NIKE ズーム&ヴェイパーフライについての7つの仮説

話題の NIKE ヴェイパーフライ 4% & ズームフライ について、まずは過剰な反応を排し、このあたり意識して観察しとけばいいかな、という7つの「仮説」を書いておく。

  1. 福岡国際マラソン2017での上位独占はじめ、世界トップレベルの大会での好成績が目立つのは、NIKE社のマーケティング戦略による「見せ方」が効いている。五輪翌年の手薄なマラソンシーズン序盤に有力選手を集中してぶつける作戦
  2. とはいえ、BREAKING2.0、モーエンなどの新記録は大きく、「何か」はありそうだ
  3. 何か、とは? 世界トップレベルのランナーでは、中盤までの "省エネモード" でのエコ性能を上げているのかもしれない
  4. 高速&短め距離では、合いにくいかな?
  5. フルマラソン3時間前後レベルの市民ランナーでは、「目標レースペースから疲労で少し落ちた状態」と相性よさそう
  6. 長距離トライアスロンでは、トッププロ、一般市民、ともに不明
  7. 「シューズのドーピング」といえるほどの性能があるのか不明

なお僕は試着も実物を見たこともなく、ネット情報を僕なりに整理したに留まることをお断りしとく。

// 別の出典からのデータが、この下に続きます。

//! Program IR: types, expressions, buffers, computations and functions.

pub mod buffer;
pub mod computation;
pub mod constant;
pub mod function;
pub mod types;

pub use buffer::Buffer;
pub use computation::{CompId, Computation, LET_STMT_PREFIX, ROOT_DIMENSION};
pub use constant::Constant;
pub use function::{Config, Function, GPU_THREAD_X, GPU_THREAD_Y};
pub use types::{ArgumentKind, Expr, ExternArgumentKind, Op, PrimitiveType, Value};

その程度の文章なんだけどそれでよければ以下、仮説の背景(=根拠とまではいわない)を説明しよう。なにしろ僕は「ハッタリくん」の名で知られる者だ😁

 

1.上位独占

たとえば福岡国際マラソン2017で、NIKEスポンサー組と同等以上に実績ある有力ランナーどれだけいたっけ? (私ランニング無知なんですが) 普通に実力を出せばそうなる、という状況を作り、強烈な初期イメージを焼き付けるマネジメントの成功は大きいと思う。

 

2.新記録たち

とはいえ。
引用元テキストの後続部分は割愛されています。